Sarwono Sudarto, Direktur Keuangan PLN, mengatakan PLN saat ini sudah memperoleh pendanaan melalui beberapa model, seperti obligasi, pinjaman bank, penerusan pinjaman atau Subsidiary Loan Agreement (SLA), pinjaman dengan export credit agency (ECA), dan listrik swasta. Meski demikian, karena terkendala Batas Maksimum Pemberian Kredit (BMPK) Perbankan dan sumber-sumber pendanaan nasional, PLN berinovasi mencari alternatif pendanaan lain.

“Salah satu alternatif pendanaan tersebut adalah dengan mentransformasi aset finansial menjadi efek yang disekuritisasi.

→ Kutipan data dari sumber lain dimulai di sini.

//! Shared/exclusive lock with recursive write ownership.
//!
//! Unlike `std::sync::RwLock` this lock guards no data: it brackets access to
//! state that lives elsewhere (directory metadata, pool slots). Acquisition
//! and release are separate calls so a lock can be held across API
//! boundaries; the [`ReadGuard`]/[`WriteGuard`] wrappers give scoped
//! discipline on top.
//!
//! Policy:
//! - Once a writer is waiting, new readers queue behind it. Readers already
//!   inside are not pre-empted.
//! - The write owner may re-enter with `lock_write`/`lock_read`; each
//!   re-entry needs its own `unlock`.
//! - `unlock(true)` on the final write release downgrades to a read lock.
//! - A reader cannot re-enter `try_lock_read` while a writer is pending,
//!   even though it already holds read access. Allowing it would let a
//!   stream of recursive readers starve the writer.
//! - Upgrading a held read lock with `lock_write` deadlocks.

use std::marker::PhantomData;
use std::sync::atomic::{AtomicU64, AtomicUsize, Ordering};
use std::time::Duration;

use parking_lot::{Condvar, Mutex, MutexGuard};

use crate::thread_id::{self, NO_THREAD};

// Waits are sliced so a lost notification costs at most one slice.
const WAIT_SLICE: Duration = Duration::from_millis(100);

pub struct ReadWriteLock {
    /// Writers waiting for or holding exclusive access. The mutex itself is
    /// held by the write owner for the whole exclusive section.
    exclusive: Mutex<usize>,
    /// Active shared holders.
    concurrent: AtomicUsize,
    owner: AtomicU64,
    /// Re-entries by `owner`. Only touched by the owning thread.
    depth: AtomicUsize,
    readers: Condvar,
    writers: Condvar,
}

impl Default for ReadWriteLock {
    fn default() -> Self {
        Self::new()
    }
}

impl ReadWriteLock {
    pub const fn new() -> Self {
        Self {
            exclusive: Mutex::new(0),
            concurrent: AtomicUsize::new(0),
            owner: AtomicU64::new(NO_THREAD),
            depth: AtomicUsize::new(0),
            readers: Condvar::new(),
            writers: Condvar::new(),
        }
    }

    /// Whether the calling thread holds the write lock.
    #[inline]
    pub fn owns_write(&self) -> bool {
        self.owner.load(Ordering::Acquire) == thread_id::current()
    }

    pub fn lock_read(&self) {
        if self.owns_write() {
            self.depth.fetch_add(1, Ordering::Relaxed);
            return;
        }

        let mut pending = self.exclusive.lock();
        while *pending > 0 {
            self.readers.wait_for(&mut pending, WAIT_SLICE);
        }
        self.concurrent.fetch_add(1, Ordering::AcqRel);
    }

    pub fn lock_write(&self) {
        if self.owns_write() {
            self.depth.fetch_add(1, Ordering::Relaxed);
            return;
        }

        let mut pending = self.exclusive.lock();
        // Counting ourselves in blocks new readers from here on.
        *pending += 1;
        while self.concurrent.load(Ordering::Acquire) != 0 {
            self.writers.wait_for(&mut pending, WAIT_SLICE);
        }
        *pending -= 1;
        self.take_ownership(pending);
    }

    pub fn try_lock_read(&self) -> bool {
        if self.owns_write() {
            self.depth.fetch_add(1, Ordering::Relaxed);
            return true;
        }

        let Some(pending) = self.exclusive.try_lock() else {
            return false;
        };
        if *pending > 0 {
            return false;
        }
        self.concurrent.fetch_add(1, Ordering::AcqRel);
        true
    }

    pub fn try_lock_write(&self) -> bool {
        if self.owns_write() {
            self.depth.fetch_add(1, Ordering::Relaxed);
            return true;
        }

        let Some(pending) = self.exclusive.try_lock() else {
            return false;
        };
        if self.concurrent.load(Ordering::Acquire) != 0 {
            return false;
        }
        self.take_ownership(pending);
        true
    }

    /// Release one acquisition made by the calling thread.
    ///
    /// With `exclusive_only` set, the final release of a write lock keeps a
    /// read lock (downgrade); a re-entered write lock stays fully exclusive
    /// and nothing changes. Readers passing `exclusive_only` are ignored.
    pub fn unlock(&self, exclusive_only: bool) {
        if self.owns_write() {
            if self.depth.load(Ordering::Relaxed) > 0 {
                if !exclusive_only {
                    self.depth.fetch_sub(1, Ordering::Relaxed);
                }
                return;
            }

            if exclusive_only {
                self.concurrent.fetch_add(1, Ordering::AcqRel);
            }
            self.owner.store(NO_THREAD, Ordering::Release);
            self.readers.notify_all();
            self.writers.notify_all();
            // SAFETY: the mutex was locked by `take_ownership` on this thread
            // and its guard forgotten; we are the owner releasing it.
            unsafe { self.exclusive.force_unlock() };
            return;
        }

        if exclusive_only {
            return;
        }

        let released = self
            .concurrent
            .fetch_update(Ordering::AcqRel, Ordering::Acquire, |n| n.checked_sub(1));
        match released {
            Ok(1) => {
                // Last reader out: wake writers waiting for the count to drain.
                // Never block on the mutex, a new write owner keeps it for its
                // whole section. A wakeup lost here costs one wait slice.
                match self.exclusive.try_lock() {
                    Some(pending) if *pending == 0 => {}
                    _ => {
                        self.writers.notify_all();
                    }
                }
            }
            Ok(_) => {}
            Err(_) => debug_assert!(false, "ReadWriteLock unlocked without being held"),
        }
    }

    pub fn read(&self) -> ReadGuard<'_> {
        self.lock_read();
        ReadGuard::new(self)
    }

    pub fn write(&self) -> WriteGuard<'_> {
        self.lock_write();
        WriteGuard::new(self)
    }

    pub fn try_read(&self) -> Option<ReadGuard<'_>> {
        self.try_lock_read().then(|| ReadGuard::new(self))
    }

    pub fn try_write(&self) -> Option<WriteGuard<'_>> {
        self.try_lock_write().then(|| WriteGuard::new(self))
    }

    /// Writers currently waiting, or `None` while a writer owns the lock.
    pub fn pending_writers(&self) -> Option<usize> {
        self.exclusive.try_lock().map(|pending| *pending)
    }

    /// Active shared holders.
    pub fn readers(&self) -> usize {
        self.concurrent.load(Ordering::Acquire)
    }

    fn take_ownership(&self, guard: MutexGuard<'_, usize>) {
        // The mutex stays locked until the matching final `unlock`.
        std::mem::forget(guard);
        self.depth.store(0, Ordering::Relaxed);
        self.owner.store(thread_id::current(), Ordering::Release);
    }
}

impl Drop for ReadWriteLock {
    fn drop(&mut self) {
        debug_assert_eq!(
            *self.owner.get_mut(),
            NO_THREAD,
            "ReadWriteLock dropped while write-locked"
        );
        debug_assert_eq!(*self.concurrent.get_mut(), 0, "ReadWriteLock dropped while read-locked");
    }
}

/// Shared acquisition released on drop. Not `Send`: recursive acquisitions
/// by the write owner are tracked per thread.
pub struct ReadGuard<'a> {
    lock: &'a ReadWriteLock,
    _not_send: PhantomData<*const ()>,
}

impl<'a> ReadGuard<'a> {
    fn new(lock: &'a ReadWriteLock) -> Self {
        Self {
            lock,
            _not_send: PhantomData,
        }
    }
}

impl Drop for ReadGuard<'_> {
    fn drop(&mut self) {
        self.lock.unlock(false);
    }
}

/// Exclusive acquisition released on drop.
pub struct WriteGuard<'a> {
    lock: &'a ReadWriteLock,
    _not_send: PhantomData<*const ()>,
}

impl<'a> WriteGuard<'a> {
    fn new(lock: &'a ReadWriteLock) -> Self {
        Self {
            lock,
            _not_send: PhantomData,
        }
    }

    /// Trade exclusive access for shared access without letting a writer in
    /// between.
    pub fn downgrade(self) -> ReadGuard<'a> {
        let lock = self.lock;
        std::mem::forget(self);
        lock.unlock(true);
        ReadGuard::new(lock)
    }
}

impl Drop for WriteGuard<'_> {
    fn drop(&mut self) {
        self.lock.unlock(false);
    }
}

#[cfg(test)]
mod tests {
    use super::*;
    use parking_lot::Mutex as PlMutex;
    use std::sync::atomic::AtomicBool;
    use std::thread;
    use std::time::Instant;

    fn wait_for(what: &str, cond: impl Fn() -> bool) {
        let deadline = Instant::now() + Duration::from_secs(10);
        while !cond() {
            assert!(Instant::now() < deadline, "timed out waiting for {what}");
            thread::sleep(Duration::from_millis(1));
        }
    }

    #[test]
    fn test_writers_are_mutually_exclusive() {
        let lock = ReadWriteLock::new();
        let writers = AtomicUsize::new(0);
        let readers = AtomicUsize::new(0);

        thread::scope(|s| {
            for i in 0..8 {
                let (lock, writers, readers) = (&lock, &writers, &readers);
                s.spawn(move || {
                    for _ in 0..200 {
                        if i % 2 == 0 {
                            let _w = lock.write();
                            assert!(lock.owns_write());
                            assert_eq!(writers.fetch_add(1, Ordering::SeqCst), 0);
                            assert_eq!(readers.load(Ordering::SeqCst), 0);
                            writers.fetch_sub(1, Ordering::SeqCst);
                        } else {
                            let _r = lock.read();
                            assert!(!lock.owns_write());
                            readers.fetch_add(1, Ordering::SeqCst);
                            assert_eq!(writers.load(Ordering::SeqCst), 0);
                            readers.fetch_sub(1, Ordering::SeqCst);
                        }
                    }
                });
            }
        });

        assert_eq!(lock.readers(), 0);
        assert!(lock.try_lock_write());
        lock.unlock(false);
    }

    #[test]
    fn test_recursive_write_needs_matching_unlocks() {
        let lock = ReadWriteLock::new();
        lock.lock_write();
        lock.lock_write();
        lock.lock_read();
        assert!(lock.owns_write());

        lock.unlock(false);
        lock.unlock(false);
        assert!(lock.owns_write());

        thread::scope(|s| {
            assert!(!s.spawn(|| lock.try_lock_read()).join().unwrap());
        });

        lock.unlock(false);
        assert!(!lock.owns_write());

        thread::scope(|s| {
            s.spawn(|| {
                assert!(lock.try_lock_write());
                lock.unlock(false);
            });
        });
    }

    #[test]
    fn test_exclusive_only_keeps_recursive_write() {
        let lock = ReadWriteLock::new();
        lock.lock_write();
        lock.lock_write();

        lock.unlock(true);
        assert!(lock.owns_write());

        lock.unlock(false);
        lock.unlock(false);
        assert!(!lock.owns_write());
        assert_eq!(lock.readers(), 0);
    }

    #[test]
    fn test_pending_writer_goes_before_later_reader() {
        let lock = ReadWriteLock::new();
        let order = PlMutex::new(Vec::new());

        lock.lock_read();
        thread::scope(|s| {
            s.spawn(|| {
                lock.lock_write();
                order.lock().push("writer");
                lock.unlock(false);
            });
            wait_for("writer to queue", || lock.pending_writers() == Some(1));

            s.spawn(|| {
                lock.lock_read();
                order.lock().push("reader");
                lock.unlock(false);
            });

            thread::sleep(Duration::from_millis(50));
            assert!(order.lock().is_empty());
            lock.unlock(false);
        });

        assert_eq!(*order.lock(), vec!["writer", "reader"]);
    }

    #[test]
    fn test_reader_cannot_reenter_while_writer_pending() {
        let lock = ReadWriteLock::new();
        let written = AtomicBool::new(false);

        lock.lock_read();
        thread::scope(|s| {
            s.spawn(|| {
                lock.lock_write();
                written.store(true, Ordering::SeqCst);
                lock.unlock(false);
            });
            wait_for("writer to queue", || lock.pending_writers() == Some(1));

            assert!(!lock.try_lock_read());
            assert!(!written.load(Ordering::SeqCst));
            lock.unlock(false);
        });

        assert!(written.load(Ordering::SeqCst));
    }

    #[test]
    fn test_downgrade_admits_readers_only() {
        let lock = ReadWriteLock::new();
        lock.lock_write();
        lock.unlock(true);
        assert!(!lock.owns_write());
        assert_eq!(lock.readers(), 1);

        thread::scope(|s| {
            s.spawn(|| {
                assert!(lock.try_lock_read());
                lock.unlock(false);
                assert!(!lock.try_lock_write());
            });
        });

        lock.unlock(false);
        thread::scope(|s| {
            s.spawn(|| {
                assert!(lock.try_lock_write());
                lock.unlock(false);
            });
        });
    }

    #[test]
    fn test_guard_downgrade() {
        let lock = ReadWriteLock::new();
        let write = lock.write();
        let read = write.downgrade();
        assert!(!lock.owns_write());
        assert!(lock.try_write().is_none());
        drop(read);
        assert!(lock.try_write().is_some());
    }

    #[test]
    fn test_reader_unlock_with_exclusive_only_is_ignored() {
        let lock = ReadWriteLock::new();
        lock.lock_read();
        lock.unlock(true);
        assert_eq!(lock.readers(), 1);
        lock.unlock(false);
        assert_eq!(lock.readers(), 0);
    }

    #[test]
    fn test_last_reader_out_wakes_waiting_writer() {
        let lock = ReadWriteLock::new();
        let acquired = AtomicBool::new(false);

        lock.lock_read();
        thread::scope(|s| {
            s.spawn(|| {
                let _write = lock.write();
                acquired.store(true, Ordering::SeqCst);
            });
            wait_for("writer to queue", || lock.pending_writers() == Some(1));
            assert!(!acquired.load(Ordering::SeqCst));

            lock.unlock(false);
            wait_for("writer to take over", || acquired.load(Ordering::SeqCst));
        });
        assert_eq!(lock.readers(), 0);
        assert!(!lock.owns_write());
    }
}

Sekuritisasi aset atau Kontrak Investasi Kolektif Efek Beragun Aset (KIK-EBA),” ungkap Sarwono, Minggu (11/6).

Dia mengatakan, rencana sekuritisasi atau EBA yang dilakukan PLN dengan cara menkonversi pendapatan di masa depan menjadi surat berharga untuk mendapatkan cash di awal. Dasar sekuritisasi adalah future cash flow dari pendapatan PT Indonesia Power, anak usaha PLN di bidang pembangkitan listrik.

Aset yang disekuritisasi merupakan aset keuangan, yaitu piutang penjualan listrik yang dihasilkan oleh salah satu pembangkit PT Indonesia Power, pembangkit listrik tenaga uap (PLTU) Suralaya. PLTU ini memiliki kapasitas 3.400 megawatt (MW) dan berkontribusi sekitar 12% pada sistem Jawa Bali. PLTU Suralaya adalah PLTU terbesar di Indonesia, dan merupakan aset yang sangat bagus dan terawat.

“Masa manfaat PLTU Suralaya masih 20 tahun lagi dan memiliki performance operasi yang luar biasa,” kata Sarwono.

Revenue stream PLN per tahun diperkirakan sekitar Rp 300 triliun. Hal ini akan menjadi jaminan/quarantee dari kontrak investasi, yang sebagiannya berasal dari prepaid dari pelanggan sebesar 12%.

Menurut Sarwono, dalam satu tahun penerimaan transaksi listrik PLTU Suralaya sebesar Rp 12 triliun yang terbagi atas beberapa komponen, yaitu pengembalian investasi; pemeliharaan; bahan bakar; dan pelumas, kiimia, air, dan lain sebagainya.

Komponen Pengembalian Investasi inilah yang menjadi pengembalian dari pinjaman dari KIK-EBA ini. Dalam kontrak PPA, nantinya akan mendapatkan Rp 2,5 triliun pertahun dari hasil penjualan sebesar Rp 12 triliun tersebut.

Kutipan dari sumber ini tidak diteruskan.